Radel could be a leader in backing legislative proposals would change not just policies but the broader debate about how to end a failed “drug war.” So, too, could more members of a House Republican Caucus that still errs too frequently on the side of punishment of those in need rather than common sense.
Some Republicans have already come around. There’s bipartisan support for some of the soundest legislative proposals. But the support has not been sufficient to get the House moving on whatthe Drug Policy Alliance identifies as essential reforms, such as:
§ The Safety Valve Act, introduced in the U.S. Senate by Patrick Leahy, D-Vermont, and Rand Paul, R-Kentucky, and in the U.S. House by Representatives Robert “Bobby” Scott, D-Virginia, and Thomas Massie, R-Kentucky. The bills would allow federal judges to sentence nonviolent offenders below the federal mandatory minimum sentence if a lower sentence is warranted. (Notably, Radel is a co-sponsor of this measure. Unfortunately, he’s one of just 18 House members—15 Democrats, 3 Republicans—who are now on board.)
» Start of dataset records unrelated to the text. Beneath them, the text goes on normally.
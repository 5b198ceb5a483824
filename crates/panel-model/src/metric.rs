//! Metric kinds and per-(entity, month) metric bundles.

use std::fmt;

use serde::{Deserialize, Serialize};

/// Direction of a customs flow.
#[derive(Debug, Clone, Copy, PartialEq, Eq, Hash, PartialOrd, Ord, Serialize, Deserialize)]
#[serde(rename_all = "snake_case")]
pub enum FlowDirection {
    Combined,
    Export,
    Import,
}

impl FlowDirection {
    pub fn as_str(self) -> &'static str {
        match self {
            FlowDirection::Combined => "combined",
            FlowDirection::Export => "export",
            FlowDirection::Import => "import",
        }
    }
}

/// Whether a value covers a single month or the year so far.
#[derive(Debug, Clone, Copy, PartialEq, Eq, Hash, PartialOrd, Ord, Serialize, Deserialize)]
#[serde(rename_all = "snake_case")]
pub enum Accumulation {
    Current,
    YearToDate,
}

impl Accumulation {
    pub fn as_str(self) -> &'static str {
        match self {
            Accumulation::Current => "current",
            Accumulation::YearToDate => "ytd",
        }
    }
}

/// One of the six customs metrics.
#[derive(Debug, Clone, Copy, PartialEq, Eq, Hash, PartialOrd, Ord, Serialize, Deserialize)]
pub struct TradeMetric {
    pub direction: FlowDirection,
    pub accumulation: Accumulation,
}

impl TradeMetric {
    pub const COMBINED_CURRENT: Self = Self::new(FlowDirection::Combined, Accumulation::Current);
    pub const COMBINED_YTD: Self = Self::new(FlowDirection::Combined, Accumulation::YearToDate);
    pub const EXPORT_CURRENT: Self = Self::new(FlowDirection::Export, Accumulation::Current);
    pub const EXPORT_YTD: Self = Self::new(FlowDirection::Export, Accumulation::YearToDate);
    pub const IMPORT_CURRENT: Self = Self::new(FlowDirection::Import, Accumulation::Current);
    pub const IMPORT_YTD: Self = Self::new(FlowDirection::Import, Accumulation::YearToDate);

    /// All metrics in canonical column order.
    pub const ALL: [Self; 6] = [
        Self::COMBINED_CURRENT,
        Self::COMBINED_YTD,
        Self::EXPORT_CURRENT,
        Self::EXPORT_YTD,
        Self::IMPORT_CURRENT,
        Self::IMPORT_YTD,
    ];

    pub const fn new(direction: FlowDirection, accumulation: Accumulation) -> Self {
        Self {
            direction,
            accumulation,
        }
    }

    /// Position of the metric in [`TradeMetric::ALL`].
    pub fn index(self) -> usize {
        let direction = match self.direction {
            FlowDirection::Combined => 0,
            FlowDirection::Export => 1,
            FlowDirection::Import => 2,
        };
        let accumulation = match self.accumulation {
            Accumulation::Current => 0,
            Accumulation::YearToDate => 1,
        };
        direction * 2 + accumulation
    }

    /// The year-to-date counterpart of a current metric (and vice versa).
    pub fn counterpart(self) -> Self {
        let accumulation = match self.accumulation {
            Accumulation::Current => Accumulation::YearToDate,
            Accumulation::YearToDate => Accumulation::Current,
        };
        Self::new(self.direction, accumulation)
    }

    /// Output column name, e.g. `export_ytd`.
    pub fn column_name(self) -> String {
        format!("{}_{}", self.direction.as_str(), self.accumulation.as_str())
    }

    /// Output column name of the year-over-year change, e.g. `export_ytd_yoy`.
    pub fn yoy_column_name(self) -> String {
        format!("{}_yoy", self.column_name())
    }
}

impl fmt::Display for TradeMetric {
    fn fmt(&self, f: &mut fmt::Formatter<'_>) -> fmt::Result {
        f.write_str(&self.column_name())
    }
}

/// The six customs metric values for one (entity, month).
#[derive(Debug, Clone, Copy, Default, PartialEq, Serialize, Deserialize)]
pub struct TradeBundle {
    values: [Option<f64>; 6],
}

impl TradeBundle {
    pub fn new() -> Self {
        Self::default()
    }

    pub fn get(&self, metric: TradeMetric) -> Option<f64> {
        self.values[metric.index()]
    }

    pub fn set(&mut self, metric: TradeMetric, value: Option<f64>) {
        self.values[metric.index()] = value.filter(|v| v.is_finite());
    }

    pub fn with(mut self, metric: TradeMetric, value: f64) -> Self {
        self.set(metric, Some(value));
        self
    }

    /// True when no metric carries a value.
    pub fn is_empty(&self) -> bool {
        self.values.iter().all(Option::is_none)
    }

    /// Values in canonical metric order.
    pub fn values(&self) -> &[Option<f64>; 6] {
        &self.values
    }
}

/// FX settlement flows.
#[derive(Debug, Clone, Copy, PartialEq, Eq, Hash, PartialOrd, Ord, Serialize, Deserialize)]
#[serde(rename_all = "snake_case")]
pub enum FxFlow {
    Settlement,
    Sale,
    Balance,
}

impl FxFlow {
    pub const ALL: [Self; 3] = [FxFlow::Settlement, FxFlow::Sale, FxFlow::Balance];

    pub fn as_str(self) -> &'static str {
        match self {
            FxFlow::Settlement => "settlement",
            FxFlow::Sale => "sale",
            FxFlow::Balance => "balance",
        }
    }
}

impl fmt::Display for FxFlow {
    fn fmt(&self, f: &mut fmt::Formatter<'_>) -> fmt::Result {
        f.write_str(self.as_str())
    }
}
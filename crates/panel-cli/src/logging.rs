//! Logging infrastructure using `tracing` and `tracing-subscriber`.
//!
//! # Log Levels
//!
//! - `error`: fatal errors
//! - `warn`: skipped files, coerced cells, differencing gaps
//! - `info`: stage progress and summary counts
//! - `debug`: per-extract layout decisions and section lookups
//! - `trace`: everything else
//!
//! `RUST_LOG` overrides the configured level unless a level was given
//! explicitly on the command line.

use std::fs::OpenOptions;
use std::io::{self, Write};
use std::path::PathBuf;
use std::sync::{Arc, Mutex};

use tracing::level_filters::LevelFilter;
use tracing_subscriber::{
    EnvFilter,
    fmt::{self, MakeWriter},
    layer::SubscriberExt,
    util::SubscriberInitExt,
};

/// Crates whose events follow the configured level; others stay at `warn`.
const PANEL_CRATES: [&str; 6] = [
    "panel_cli",
    "panel_common",
    "panel_core",
    "panel_ingest",
    "panel_model",
    "panel_output",
];

/// Configuration for logging behavior.
#[derive(Debug, Clone)]
pub struct LogConfig {
    /// Maximum level for panel crates.
    pub level_filter: LevelFilter,
    /// Whether `RUST_LOG` may override `level_filter`.
    pub use_env_filter: bool,
    pub with_timestamps: bool,
    /// Whether to include target (module path) in log output.
    pub with_target: bool,
    /// Whether to emit span close events (JSON format only).
    pub with_spans: bool,
    pub with_ansi: bool,
    pub format: LogFormat,
    /// Optional log file path. When set, logs are appended to the file.
    pub log_file: Option<PathBuf>,
}

/// Log output format.
#[derive(Debug, Clone, Copy, Default, PartialEq, Eq)]
pub enum LogFormat {
    /// Human-readable format with colors.
    #[default]
    Pretty,
    /// Compact single-line format.
    Compact,
    /// JSON format for machine parsing.
    Json,
}

impl Default for LogConfig {
    fn default() -> Self {
        Self {
            level_filter: LevelFilter::INFO,
            use_env_filter: true,
            with_timestamps: false,
            with_target: false,
            with_spans: true,
            with_ansi: true,
            format: LogFormat::default(),
            log_file: None,
        }
    }
}

/// Initialize the global tracing subscriber.
///
/// # Errors
///
/// Returns an error if the log file cannot be opened.
pub fn init_logging(config: &LogConfig) -> io::Result<()> {
    if let Some(path) = &config.log_file {
        let file = OpenOptions::new().create(true).append(true).open(path)?;
        init_logging_with_writer(config, SharedFileWriter::new(file));
    } else {
        init_logging_with_writer(config, io::stderr);
    }
    Ok(())
}

/// Initialize logging with a custom writer.
pub fn init_logging_with_writer<W>(config: &LogConfig, writer: W)
where
    W: for<'writer> MakeWriter<'writer> + Send + Sync + 'static,
{
    let filter = build_env_filter(config);

    match config.format {
        LogFormat::Json => {
            let layer = fmt::layer()
                .json()
                .with_writer(writer)
                .with_target(config.with_target)
                .with_span_events(if config.with_spans {
                    fmt::format::FmtSpan::CLOSE
                } else {
                    fmt::format::FmtSpan::NONE
                });
            tracing_subscriber::registry()
                .with(filter)
                .with(layer)
                .init();
        }
        LogFormat::Compact => {
            let layer = fmt::layer()
                .compact()
                .with_writer(writer)
                .with_ansi(config.with_ansi)
                .with_target(config.with_target);
            if config.with_timestamps {
                tracing_subscriber::registry()
                    .with(filter)
                    .with(layer)
                    .init();
            } else {
                tracing_subscriber::registry()
                    .with(filter)
                    .with(layer.without_time())
                    .init();
            }
        }
        LogFormat::Pretty => {
            let layer = fmt::layer()
                .with_writer(writer)
                .with_ansi(config.with_ansi)
                .with_target(config.with_target);
            if config.with_timestamps {
                tracing_subscriber::registry()
                    .with(filter)
                    .with(layer)
                    .init();
            } else {
                tracing_subscriber::registry()
                    .with(filter)
                    .with(layer.without_time())
                    .init();
            }
        }
    }
}

#[derive(Clone)]
struct SharedFileWriter {
    file: Arc<Mutex<std::fs::File>>,
}

impl SharedFileWriter {
    fn new(file: std::fs::File) -> Self {
        Self {
            file: Arc::new(Mutex::new(file)),
        }
    }
}

struct SharedFileGuard {
    file: Arc<Mutex<std::fs::File>>,
}

impl Write for SharedFileGuard {
    fn write(&mut self, buf: &[u8]) -> io::Result<usize> {
        let mut guard = self
            .file
            .lock()
            .map_err(|_| io::Error::other("log file lock poisoned"))?;
        guard.write(buf)
    }

    fn flush(&mut self) -> io::Result<()> {
        let mut guard = self
            .file
            .lock()
            .map_err(|_| io::Error::other("log file lock poisoned"))?;
        guard.flush()
    }
}

impl<'a> MakeWriter<'a> for SharedFileWriter {
    type Writer = SharedFileGuard;

    fn make_writer(&'a self) -> Self::Writer {
        SharedFileGuard {
            file: Arc::clone(&self.file),
        }
    }
}

/// Default filter directives: `warn` globally, the configured level for panel crates.
pub fn default_directives(level: LevelFilter) -> String {
    let level = level.to_string().to_lowercase();
    let mut directives = vec!["warn".to_string()];
    directives.extend(PANEL_CRATES.iter().map(|name| format!("{name}={level}")));
    directives.join(",")
}

fn build_env_filter(config: &LogConfig) -> EnvFilter {
    let fallback = || EnvFilter::new(default_directives(config.level_filter));
    if config.use_env_filter {
        EnvFilter::try_from_default_env().unwrap_or_else(|_| fallback())
    } else {
        fallback()
    }
}
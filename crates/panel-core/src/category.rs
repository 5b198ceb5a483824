//! Category breakdown of a bounded sheet block with residual recovery.

use std::collections::BTreeMap;

use panel_model::{CanonicalMonth, LabelConfig, MonthlyTable, Numeric, SheetRow, WideSheet};

use crate::dedup::{collapse_series, collapse_table};
use crate::error::{CoreError, Result};
use crate::labels::{LabelNormalizer, clean_label, section_range};

/// Where the "other" category values came from.
#[derive(Debug, Clone, Copy, PartialEq, Eq)]
pub enum OtherSource {
    /// The block has its own row for the category.
    Reported,
    /// Total minus the sum of the known categories.
    Residual,
    /// Neither an own row nor a total row; filled with zero.
    Zero,
}

/// Monthly values per canonical category.
#[derive(Debug, Clone, PartialEq)]
pub struct CategoryBreakdown {
    /// One column per configured category, in configured order.
    pub table: MonthlyTable,
    pub other_source: OtherSource,
}

/// Maps the rows of the block `[start, end)` to configured categories.
///
/// Returns `Ok(None)` when the start label is absent.
pub fn category_breakdown(
    sheet: &WideSheet,
    start: &str,
    end: Option<&str>,
    config: &LabelConfig,
    normalizer: &LabelNormalizer,
) -> Result<Option<CategoryBreakdown>> {
    let months = sheet.period_months();
    if months.iter().all(Option::is_none) {
        return Err(CoreError::NoDateAxis {
            source_name: "category sheet".to_string(),
        });
    }
    let labels: Vec<&str> = sheet.rows.iter().map(|row| row.label.as_str()).collect();
    let Some(block) = section_range(&labels, start, end) else {
        tracing::debug!(section = %start, "Category section absent");
        return Ok(None);
    };

    let total_label = clean_label(&config.total_label);
    let mut rows: BTreeMap<usize, &SheetRow> = BTreeMap::new();
    let mut total = None;
    for row in &sheet.rows[block] {
        let canonical = normalizer.normalize(&row.label);
        if canonical == total_label {
            if total.is_none() {
                total = Some(row);
            }
        } else if let Some(index) = config.categories.iter().position(|c| *c == canonical) {
            rows.entry(index).or_insert(row);
        }
    }

    let lookup: Vec<Option<&SheetRow>> = (0..config.categories.len())
        .map(|index| rows.get(&index).copied())
        .collect();
    let observations = months.iter().enumerate().map(|(col, month)| {
        let values = lookup
            .iter()
            .map(|row| row.map_or(Numeric::Missing, |row| Numeric::from_cell(row.value(col))))
            .collect();
        (*month, values)
    });
    let mut table = collapse_table(config.categories.iter().cloned(), observations);

    let other_index = config
        .categories
        .iter()
        .position(|c| *c == config.other_category);
    let other_source = match other_index {
        Some(index) if lookup[index].is_some() => OtherSource::Reported,
        Some(index) => match total {
            Some(total_row) => {
                let totals = collapse_series(
                    months
                        .iter()
                        .enumerate()
                        .map(|(col, month)| (*month, Numeric::from_cell(total_row.value(col)))),
                );
                // Months reported only on the total row still get a residual.
                for month in totals.months() {
                    if table.row(month).is_none() {
                        table.insert_row(month, Vec::new());
                    }
                }
                fill_other(&mut table, index, |month, known| {
                    totals.get(month).map(|total| total - known)
                });
                OtherSource::Residual
            }
            None => {
                fill_other(&mut table, index, |_, _| Some(0.0));
                OtherSource::Zero
            }
        },
        None => OtherSource::Reported,
    };

    tracing::debug!(
        section = %start,
        categories = rows.len(),
        other = ?other_source,
        "Built category breakdown"
    );
    Ok(Some(CategoryBreakdown {
        table,
        other_source,
    }))
}

fn fill_other<F>(table: &mut MonthlyTable, other: usize, compute: F)
where
    F: Fn(CanonicalMonth, f64) -> Option<f64>,
{
    let filled: Vec<(CanonicalMonth, Vec<Option<f64>>)> = table
        .rows()
        .map(|(month, row)| {
            let known: f64 = row
                .iter()
                .enumerate()
                .filter(|(idx, _)| *idx != other)
                .filter_map(|(_, value)| *value)
                .sum();
            let mut row = row.to_vec();
            row[other] = compute(month, known);
            (month, row)
        })
        .collect();
    for (month, row) in filled {
        table.insert_row(month, row);
    }
}

#[cfg(test)]
mod tests {
    use super::*;
    use panel_model::Cell;

    fn m(year: i32, month: u32) -> CanonicalMonth {
        CanonicalMonth::new(year, month).unwrap()
    }

    fn row(label: &str, values: &[&str]) -> SheetRow {
        SheetRow {
            label: label.to_string(),
            sublabel: String::new(),
            values: values.iter().map(|v| Cell::from_text(v)).collect(),
        }
    }

    fn sheet(rows: Vec<SheetRow>) -> WideSheet {
        WideSheet::new(vec![Cell::from_text("2024-01"), Cell::from_text("2024-02")], rows)
    }

    fn config() -> LabelConfig {
        LabelConfig {
            categories: vec!["农产品".into(), "电子设备".into(), "其他制品".into()],
            ..LabelConfig::default()
        }
    }

    #[test]
    fn test_other_from_total() {
        let sheet = sheet(vec![
            row("出口", &[]),
            row("总值", &["100", "120"]),
            row("农产品", &["30", "40"]),
            row("电子设备", &["50", "50"]),
            row("进口", &[]),
            row("农产品", &["1", "1"]),
        ]);
        let config = config();
        let normalizer = LabelNormalizer::from_config(&config);
        let breakdown = category_breakdown(&sheet, "出口", Some("进口"), &config, &normalizer)
            .unwrap()
            .unwrap();
        assert_eq!(breakdown.other_source, OtherSource::Residual);
        assert_eq!(breakdown.table.get(m(2024, 1), "其他制品"), Some(20.0));
        assert_eq!(breakdown.table.get(m(2024, 2), "农产品"), Some(40.0));
    }

    #[test]
    fn test_other_covers_months_with_only_a_total() {
        let sheet = sheet(vec![
            row("出口", &[]),
            row("总值", &["100", "120"]),
            row("农产品", &["30", ""]),
        ]);
        let config = config();
        let normalizer = LabelNormalizer::from_config(&config);
        let breakdown = category_breakdown(&sheet, "出口", None, &config, &normalizer)
            .unwrap()
            .unwrap();
        assert_eq!(breakdown.table.len(), 2);
        assert_eq!(breakdown.table.get(m(2024, 1), "其他制品"), Some(70.0));
        assert_eq!(breakdown.table.get(m(2024, 2), "其他制品"), Some(120.0));
        assert_eq!(breakdown.table.get(m(2024, 2), "农产品"), None);
    }

    #[test]
    fn test_other_zero_without_total() {
        let sheet = sheet(vec![row("出口", &[]), row("农产品", &["30", "40"])]);
        let config = config();
        let normalizer = LabelNormalizer::from_config(&config);
        let breakdown = category_breakdown(&sheet, "出口", None, &config, &normalizer)
            .unwrap()
            .unwrap();
        assert_eq!(breakdown.other_source, OtherSource::Zero);
        assert_eq!(breakdown.table.get(m(2024, 2), "其他制品"), Some(0.0));
    }

    #[test]
    fn test_reported_other_kept() {
        let sheet = sheet(vec![
            row("出口", &[]),
            row("总值", &["100", "100"]),
            row("其他制品", &["7", "8"]),
        ]);
        let config = config();
        let normalizer = LabelNormalizer::from_config(&config);
        let breakdown = category_breakdown(&sheet, "出口", None, &config, &normalizer)
            .unwrap()
            .unwrap();
        assert_eq!(breakdown.other_source, OtherSource::Reported);
        assert_eq!(breakdown.table.get(m(2024, 1), "其他制品"), Some(7.0));
    }

    #[test]
    fn test_absent_section() {
        let sheet = sheet(vec![row("农产品", &["1", "2"])]);
        let config = config();
        let normalizer = LabelNormalizer::from_config(&config);
        assert!(
            category_breakdown(&sheet, "出口", None, &config, &normalizer)
                .unwrap()
                .is_none()
        );
    }
}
§ The Smarter Sentencing Act, introduced in the US Senate by Senators Dick Durbin, D-Illinois, and Mike Lee, R-Utah, and in the House by Raul Labrador, R-Idaho, and Bobby Scott, which would lower mandatory minimums for certain drug law violations, make the recent reduction in the crack/powder cocaine sentencing disparity retroactive, and give judges more discretion to sentence certain offenders below the mandatory minimum sentence if warranted. (Ten members—7 Democrats and three Republicans, but no Radel—are backing this measure.)
§ The Public Safety Enhancement Act, introduced in the US House by Congressman Jason Chaffetz, R-Utah, and Bobby Scott, which would allow certain federal prisoners to be transferred from prison to community supervision earlier if they take rehabilitation classes, saving taxpayer money while improving public safety.(Seventeen House members—12 Democrats and 5 Republicans, but no Radel—are backing this measure.)
These pieces of legislation represent vital steps in the right direction. Ultimately, however, the first step is to recognize that Richard Nixon’s “war on drugs” has failed and that it is absurd to continue to respond to that failure with an unreasonable and unequal regimen of penalty and punishment.